Shocked with their findings and understanding the exigency for the need of a solution, Dilip and Suhana, both in their early twenties, founded Sukhibhava in 2013, with operations starting in June 2014.
Sukhibhava works with the women in the urban slums of Bengaluru, educating them about menstrual hygiene and providing them affordable menstrual hygiene products like sanitary pads through locally trained female micro-entrepreneurs.
Drawing from learnings gained from the survey, the team conducted a four-month pilot, testing out 12 different products. The end of the pilot gave a conclusive answer to Sukhibhava about what to sell and how to sell it.
Here’s how they work:
Sukhibhava is currently reaching over 7,200 women every month with affordable sanitary pads. It has educated over 11,800 women till date, and is working with 18 female micro-entrepreneurs in south Bengaluru.

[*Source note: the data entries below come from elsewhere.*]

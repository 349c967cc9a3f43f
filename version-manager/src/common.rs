/// Contains constant values which are used as arguments to functions and in log messages.
pub mod constants;

/// Contains the error handling tooling.
pub mod error;

/// Contains tools to work with files.
pub(crate) mod file;

/// Contains macros.
pub(crate) mod macros;

/// Contains a local HTTP server for tests against registries and repositories.
#[cfg(test)]
pub(crate) mod test_server;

Sukhibhava’s impact has been recognised by UN Habitat’s India Youth Fund, Acumen Fellowship, Deshpande Foundation, NASSCOM Foundation’s Social Innovation awards, Tata Social Enterprise Challenge and IIM-B’s Unsung Heroes.
Dilip says that with miniscule profits it takes them a longer time to become sustainable since they’re selling sanitary pads at the cheapest possible price. “It takes about five to six months to make each chapter, which has about five to eight micro-entrepreneurs, sustainable,” he says.

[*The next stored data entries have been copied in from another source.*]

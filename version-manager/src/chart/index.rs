use crate::{
    chart::{cache_path, download, write_chart, CachedChart, ChartSource},
    common::{
        constants::INDEX_FILE_NAME,
        error::{
            ChartUrlParse, ChartVersionNotFound, CreateDirectory, HttpClientBuild,
            InvalidRepositoryUrl, ReadingFile, Result, YamlParseFromFile, YamlParseFromUrl,
            YamlSerialize,
        },
        file::write_atomically,
    },
    model::ChartVersion,
};
use async_trait::async_trait;
use serde::{Deserialize, Serialize};
use snafu::ResultExt;
use std::{
    collections::BTreeMap,
    io::ErrorKind as IoErrorKind,
    path::{Path, PathBuf},
    time::Duration,
};
use tracing::{debug, info, warn};
use url::Url;

/// Helm's repository file, usually '$HOME/.config/helm/repositories.yaml'. Fields this service
/// does not use are carried over unchanged when the file is rewritten.
#[derive(Debug, Default, Serialize, Deserialize)]
pub struct RepositoryFile {
    #[serde(default)]
    repositories: Option<Vec<RepositoryEntry>>,
    #[serde(flatten)]
    extra: BTreeMap<String, serde_yaml::Value>,
}

/// One chart repository in the repository file.
#[derive(Debug, Clone, PartialEq, Serialize, Deserialize)]
pub struct RepositoryEntry {
    pub name: String,
    pub url: String,
    #[serde(flatten)]
    extra: BTreeMap<String, serde_yaml::Value>,
}

impl RepositoryEntry {
    /// Creates an entry with only a name and a URL.
    pub fn new<A, B>(name: A, url: B) -> Self
    where
        A: ToString,
        B: ToString,
    {
        Self {
            name: name.to_string(),
            url: url.to_string(),
            extra: BTreeMap::new(),
        }
    }
}

impl RepositoryFile {
    /// Reads the repository file. A missing file has no repositories.
    pub async fn load(path: &Path) -> Result<Self> {
        let content = match tokio::fs::read_to_string(path).await {
            Ok(content) => content,
            Err(error) if error.kind() == IoErrorKind::NotFound => {
                debug!(path = %path.display(), "No repository file");
                return Ok(Self::default());
            }
            Err(error) => {
                return Err(error).context(ReadingFile { filepath: path });
            }
        };
        if content.trim().is_empty() {
            return Ok(Self::default());
        }

        serde_yaml::from_str(content.as_str()).context(YamlParseFromFile { filepath: path })
    }

    /// Writes the repository file, creating its directory if needed.
    pub async fn save(&self, path: &Path) -> Result<()> {
        if let Some(dir) = path.parent() {
            tokio::fs::create_dir_all(dir)
                .await
                .context(CreateDirectory { path: dir })?;
        }
        let content = serde_yaml::to_string(self).context(YamlSerialize { filepath: path })?;
        write_atomically(path, content.as_bytes())
    }

    /// The repositories, in file order.
    pub fn repositories(&self) -> &[RepositoryEntry] {
        self.repositories.as_deref().unwrap_or_default()
    }

    /// Finds a repository by name.
    pub fn get(&self, name: &str) -> Option<&RepositoryEntry> {
        self.repositories().iter().find(|entry| entry.name == name)
    }

    /// Appends a repository.
    pub fn push(&mut self, entry: RepositoryEntry) {
        self.repositories.get_or_insert_with(Vec::new).push(entry);
    }

    /// Removes a repository by name. Returns false if there was none.
    pub fn remove(&mut self, name: &str) -> bool {
        match self.repositories.as_mut() {
            Some(repositories) => {
                let before = repositories.len();
                repositories.retain(|entry| entry.name != name);
                repositories.len() != before
            }
            None => false,
        }
    }
}

/// The index document of a chart repository.
#[derive(Debug, Default, Deserialize)]
struct IndexFile {
    #[serde(default)]
    entries: Option<BTreeMap<String, Vec<IndexEntry>>>,
}

/// One chart version in an index document.
#[derive(Debug, Clone, Deserialize)]
struct IndexEntry {
    #[serde(default)]
    version: String,
    #[serde(default, rename = "appVersion")]
    app_version: Option<String>,
    #[serde(default)]
    description: Option<String>,
    #[serde(default)]
    urls: Vec<String>,
}

impl IndexFile {
    /// The versions of the chart, matched by full name or by the last segment of a
    /// '<repository>/<chart>' name, in the index's order.
    fn versions_of<'a>(&'a self, chart_name: &'a str) -> impl Iterator<Item = &'a IndexEntry> {
        let short_name = chart_name.rsplit('/').next().unwrap_or(chart_name);
        self.entries
            .iter()
            .flatten()
            .filter(move |(name, _)| name.as_str() == chart_name || name.as_str() == short_name)
            .flat_map(|(_, versions)| versions.iter())
    }
}

impl From<&IndexEntry> for ChartVersion {
    fn from(entry: &IndexEntry) -> Self {
        ChartVersion {
            version: entry.version.clone(),
            app_version: entry.app_version.clone().filter(|value| !value.is_empty()),
            description: entry.description.clone().filter(|value| !value.is_empty()),
        }
    }
}

/// The cache location of a repository's index document, as Helm lays it out.
pub fn index_path(cache_dir: &Path, repository_name: &str) -> PathBuf {
    cache_dir.join(format!("{repository_name}-index.yaml"))
}

/// Downloads '<repository_url>/index.yaml' into the cache. The document is checked to be a
/// valid index before it is written.
pub(crate) async fn download_index(
    http: &reqwest::Client,
    cache_dir: &Path,
    repository_name: &str,
    repository_url: &str,
) -> Result<PathBuf> {
    let url = format!(
        "{}/{}",
        repository_url.trim_end_matches('/'),
        INDEX_FILE_NAME
    );
    let content = download(http, url.as_str()).await?;
    serde_yaml::from_slice::<IndexFile>(content.as_slice())
        .context(YamlParseFromUrl { url: url.as_str() })?;

    tokio::fs::create_dir_all(cache_dir)
        .await
        .context(CreateDirectory { path: cache_dir })?;
    let path = index_path(cache_dir, repository_name);
    write_atomically(path.as_path(), content.as_slice())?;

    info!(repository = %repository_name, %url, "Downloaded repository index");
    Ok(path)
}

/// Resolves a chart URL from an index, which may be relative to the repository URL.
fn chart_url(repository_url: &str, chart_url: &str) -> Result<String> {
    if let Ok(absolute) = Url::parse(chart_url) {
        return Ok(absolute.into());
    }

    let base = format!("{}/", repository_url.trim_end_matches('/'));
    let base = Url::parse(base.as_str()).context(InvalidRepositoryUrl { url: repository_url })?;
    base.join(chart_url)
        .map(String::from)
        .context(ChartUrlParse { url: chart_url })
}

/// Resolves versions from the cached index documents of the configured chart repositories, and
/// downloads chart archives from those repositories.
pub struct IndexChartSource {
    http: reqwest::Client,
    repository_config: PathBuf,
    repository_cache: PathBuf,
}

impl IndexChartSource {
    /// Creates a source over Helm's repository file and repository cache directory. Chart
    /// archives are cached in the repository cache too.
    pub fn new(
        repository_config: PathBuf,
        repository_cache: PathBuf,
        timeout: Duration,
    ) -> Result<Self> {
        let http = reqwest::Client::builder()
            .timeout(timeout)
            .build()
            .context(HttpClientBuild)?;

        Ok(Self {
            http,
            repository_config,
            repository_cache,
        })
    }

    /// Reads the cached index of a repository. A missing index is skipped with a warning.
    async fn load_index(&self, repository: &RepositoryEntry) -> Result<Option<IndexFile>> {
        let path = index_path(self.repository_cache.as_path(), repository.name.as_str());
        let content = match tokio::fs::read_to_string(path.as_path()).await {
            Ok(content) => content,
            Err(error) if error.kind() == IoErrorKind::NotFound => {
                warn!(
                    repository = %repository.name,
                    path = %path.display(),
                    "Repository index not found in cache, skipping"
                );
                return Ok(None);
            }
            Err(error) => return Err(error).context(ReadingFile { filepath: path }),
        };

        serde_yaml::from_str(content.as_str())
            .context(YamlParseFromFile { filepath: path })
            .map(Some)
    }
}

#[async_trait]
impl ChartSource for IndexChartSource {
    /// Any reference which is not claimed by an earlier source is looked up in the configured
    /// repositories.
    fn handles(&self, _registry: &str) -> bool {
        true
    }

    async fn resolve(&self, registry: &str, chart_name: &str) -> Result<Vec<ChartVersion>> {
        let repositories = RepositoryFile::load(self.repository_config.as_path()).await?;

        let mut versions = Vec::new();
        for repository in repositories.repositories() {
            if let Some(index) = self.load_index(repository).await? {
                versions.extend(index.versions_of(chart_name).map(ChartVersion::from));
            }
        }

        debug!(
            %registry,
            %chart_name,
            count = versions.len(),
            "Resolved versions from repository indexes"
        );
        Ok(versions)
    }

    async fn locate(&self, registry: &str, chart_name: &str, version: &str) -> Result<CachedChart> {
        let cached = cache_path(self.repository_cache.as_path(), chart_name, version);
        if tokio::fs::try_exists(cached.as_path()).await.unwrap_or(false) {
            debug!(path = %cached.display(), "Using cached chart");
            return Ok(CachedChart::new(cached, chart_name, version));
        }

        let repositories = RepositoryFile::load(self.repository_config.as_path()).await?;
        for repository in repositories.repositories() {
            let Some(index) = self.load_index(repository).await? else {
                continue;
            };
            let Some(url) = index
                .versions_of(chart_name)
                .find(|entry| entry.version == version)
                .and_then(|entry| entry.urls.first())
            else {
                continue;
            };

            let url = chart_url(repository.url.as_str(), url.as_str())?;
            let archive = download(&self.http, url.as_str()).await?;
            let chart =
                write_chart(self.repository_cache.as_path(), chart_name, version, &archive).await?;
            info!(repository = %repository.name, %chart_name, %version, %url, "Downloaded chart");
            return Ok(chart);
        }

        ChartVersionNotFound {
            chart_name,
            version,
            registry,
        }
        .fail()
    }
}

Collaborations being a critical success factor for any social enterprise, Sahana says that they work with partner organisations in every community. She says, “Currently we have collaborative projects with MITU Foundation, Raza Education Society, PASAND, Saral Designs and Mantra4Change.”
On challenges, Dilip and Sahana say that working on a socially stigmatised subject was never easy.
Dilip is an Acumen Fellow from the 2016 cohort and has his hands full with the Fellowship and Sukhibhava’s operations. Co-founder Sahana is also pursuing an MBA in Marketing.
Despite the duo’s almost impossible schedule, they’ve put Sukhibhava’s in the driver’s seat. Dilip tells us, “We see us working with one million women in next five years.”
Sukhibhava will be fully operational in Bengaluru by August 2016. In the coming months, it intends to start working with rural regions of Hubli and Dharwad, and setting up operations in Pune. It hopes to start working in a third city by January 2017.
On a parting note, Dilip spills the beans on his dreams and next project,
Sukhibhava’s vision is my big dream, a day when every woman has the access and awareness to hygienic menstrual practices. But I don’t see that as an end, I want to work on similar issues which are often not talked about. Family planning will be our next project.